Since it's run by a Korean, guests are required to remove their shoes at the guesthouse entrance and put on clunky plastic slippers. I chose a too-small blue pair and sat down on the couch. Myriam, Caleb, and Jin were finishing the "Sisterhood of Travelling Pants." I arrived in time to see the titular garment flashed across the screen along with the credits.

On the couch were two new people, Eric and Erica. They are Peace Corps volunteers, just back from one month in Thailand. Both wore Thai style baggy pants and tanned skin not normally seen in the Mongolian winter.

They came from a small town in Missouri, north of the college town of Columbia. Eighteen months into a two year stay in far eastern Mongolian, Eric and Erica had a few stories to tell.

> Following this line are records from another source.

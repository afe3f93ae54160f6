use anyhow::{Context, Result};
use async_trait::async_trait;
use sqlx::{sqlite::SqliteRow, Row, Sqlite, Transaction};

use super::{contacts::contact_from_row, now, parse_ts, SqliteStore};
use crate::{
    models::{contact_model::Contact, segment_model::Segment},
    repositories::SegmentRepository,
};

impl SqliteStore {
    /// Miembros actuales del segmento, ordenados por id
    pub(super) async fn segment_members(&self, segment_id: i64) -> Result<Vec<Contact>> {
        let rows = sqlx::query(
            r#"
            SELECT c.id, c.email, c.name, c.created_at, c.updated_at
            FROM contacts c
            JOIN segments_contacts sc ON sc.contact_id = c.id
            WHERE sc.segment_id = ?1
            ORDER BY c.id
            "#,
        )
        .bind(segment_id)
        .fetch_all(&self.db_pool)
        .await
        .context("Fallo al leer miembros del segmento")?;

        rows.iter().map(contact_from_row).collect()
    }

    pub(super) async fn segment_from_row(&self, row: &SqliteRow) -> Result<Segment> {
        let id: i64 = row.try_get("id")?;
        Ok(Segment {
            id,
            name: row.try_get("name")?,
            user_id: row.try_get("user_id")?,
            contacts: self.segment_members(id).await?,
            created_at: parse_ts(&row.try_get::<String, _>("created_at")?)?,
            updated_at: parse_ts(&row.try_get::<String, _>("updated_at")?)?,
        })
    }
}

async fn insert_members(
    tx: &mut Transaction<'_, Sqlite>,
    segment_id: i64,
    contact_ids: &[i64],
) -> Result<()> {
    for contact_id in contact_ids {
        sqlx::query(
            "INSERT OR IGNORE INTO segments_contacts (segment_id, contact_id) VALUES (?1, ?2)",
        )
        .bind(segment_id)
        .bind(contact_id)
        .execute(&mut **tx)
        .await
        .context("Fallo al asociar contacto al segmento")?;
    }
    Ok(())
}

#[async_trait]
impl SegmentRepository for SqliteStore {
    async fn find_by_id(&self, id: i64) -> Result<Option<Segment>> {
        let row = sqlx::query(
            "SELECT id, name, user_id, created_at, updated_at FROM segments WHERE id = ?1",
        )
        .bind(id)
        .fetch_optional(&self.db_pool)
        .await
        .context("Fallo al buscar segmento")?;

        match row {
            Some(row) => Ok(Some(self.segment_from_row(&row).await?)),
            None => Ok(None),
        }
    }

    async fn find_all(&self) -> Result<Vec<Segment>> {
        let rows = sqlx::query(
            "SELECT id, name, user_id, created_at, updated_at FROM segments ORDER BY id",
        )
        .fetch_all(&self.db_pool)
        .await
        .context("Fallo al listar segmentos")?;

        let mut result = Vec::with_capacity(rows.len());
        for row in &rows {
            result.push(self.segment_from_row(row).await?);
        }
        Ok(result)
    }

    async fn create(&self, name: &str, user_id: i64, contact_ids: &[i64]) -> Result<Segment> {
        let ts = now();
        let mut tx = self.db_pool.begin().await?;

        let id = sqlx::query(
            r#"
            INSERT INTO segments (name, user_id, created_at, updated_at)
            VALUES (?1, ?2, ?3, ?3)
            "#,
        )
        .bind(name)
        .bind(user_id)
        .bind(&ts)
        .execute(&mut *tx)
        .await
        .context("Fallo al insertar segmento")?
        .last_insert_rowid();

        insert_members(&mut tx, id, contact_ids).await?;
        tx.commit().await.context("Fallo al confirmar segmento")?;

        let ts = parse_ts(&ts)?;
        Ok(Segment {
            id,
            name: name.to_string(),
            user_id,
            contacts: self.segment_members(id).await?,
            created_at: ts,
            updated_at: ts,
        })
    }

    async fn update(&self, segment: &Segment) -> Result<Segment> {
        let mut tx = self.db_pool.begin().await?;

        sqlx::query(
            r#"
            UPDATE segments
            SET name = ?2,
                user_id = ?3,
                updated_at = ?4
            WHERE id = ?1
            "#,
        )
        .bind(segment.id)
        .bind(&segment.name)
        .bind(segment.user_id)
        .bind(segment.updated_at.to_rfc3339())
        .execute(&mut *tx)
        .await
        .context("Fallo al actualizar segmento")?;

        sqlx::query("DELETE FROM segments_contacts WHERE segment_id = ?1")
            .bind(segment.id)
            .execute(&mut *tx)
            .await
            .context("Fallo al limpiar miembros del segmento")?;

        insert_members(&mut tx, segment.id, &segment.contact_ids()).await?;
        tx.commit().await.context("Fallo al confirmar segmento")?;

        Ok(Segment {
            contacts: self.segment_members(segment.id).await?,
            ..segment.clone()
        })
    }

    async fn delete(&self, id: i64) -> Result<bool> {
        let result = sqlx::query("DELETE FROM segments WHERE id = ?1")
            .bind(id)
            .execute(&self.db_pool)
            .await
            .context("Fallo al borrar segmento")?;

        Ok(result.rows_affected() > 0)
    }
}
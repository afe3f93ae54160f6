use chrono::{DateTime, Utc};
use serde::{Deserialize, Serialize};

#[derive(Debug, Clone, PartialEq, Serialize, Deserialize)]
pub struct User {
    pub id: i64,
    pub username: String,
    pub created_at: DateTime<Utc>,
}

#[derive(Debug, Clone, Deserialize)]
pub struct CreateUser {
    pub username: String,
}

We moved from the couch to the kitchen, where we pulled out the cards and a couple bottles of vodka.

"The other volunteers sometimes come over to play cards, but we always just end up drinking," Eric said.

After a shot, the conversation turned toward drunkeness in Mongolia. Soviets gave the Mongolians a taste for vodka, but genetics gave them little tolerance. In Choybalsan, people are passed out drunk in the street before 9 a.m., male life expectenacy is a decade less than that of women, and there are frequent bar fights.

On their last night in Ulanbataar before Thailand, Eric and Erica went out to a club. As Eric went toward the dancefloor, a Mongolian man pushed him. Thinking him just another harmless drunk, Eric ignored him. Thirty minutes later the same man came over and ripped the right arm off his long-sleeve shirt. He grabbed him so hard that his white undershirt tore as well. He showed us the tear.

Eric said he acted without malice. Why did this man act so aggressively? Perhaps this was an act of xenophobia, an expression of Mongolian desire to keep foreigners out.

"They hate the Chinese," Eric said.

Eighteen months ago, Choybalsan had two Chinese restaurants. Now there are seven. Chinese companies are buying abandonded Soviet mines from American investors.

Cheap Chinese imports flood the town's markets. Locals fear that the Chinese will overwhelm their sparsely populated country.

I've heard this time and time again in the past week. China is the Grean Satan. They stole half the country 100 years ago - the province of Inner Mongolia. Some Chinese maps show all of Mongolia as part of China.

"Some of them dislike us, but they really hate the Chinese," Eric said.

Mongolia is in the same situation as Lithuania, in constant peril of being swallowed whole by a large, powerful neighbor. While Lithuania looks to the European Union for protection, Mongolia has America and its Peace Corps volunteers. Perhaps they shouldn't be so quick to anger when they arrive at a disco.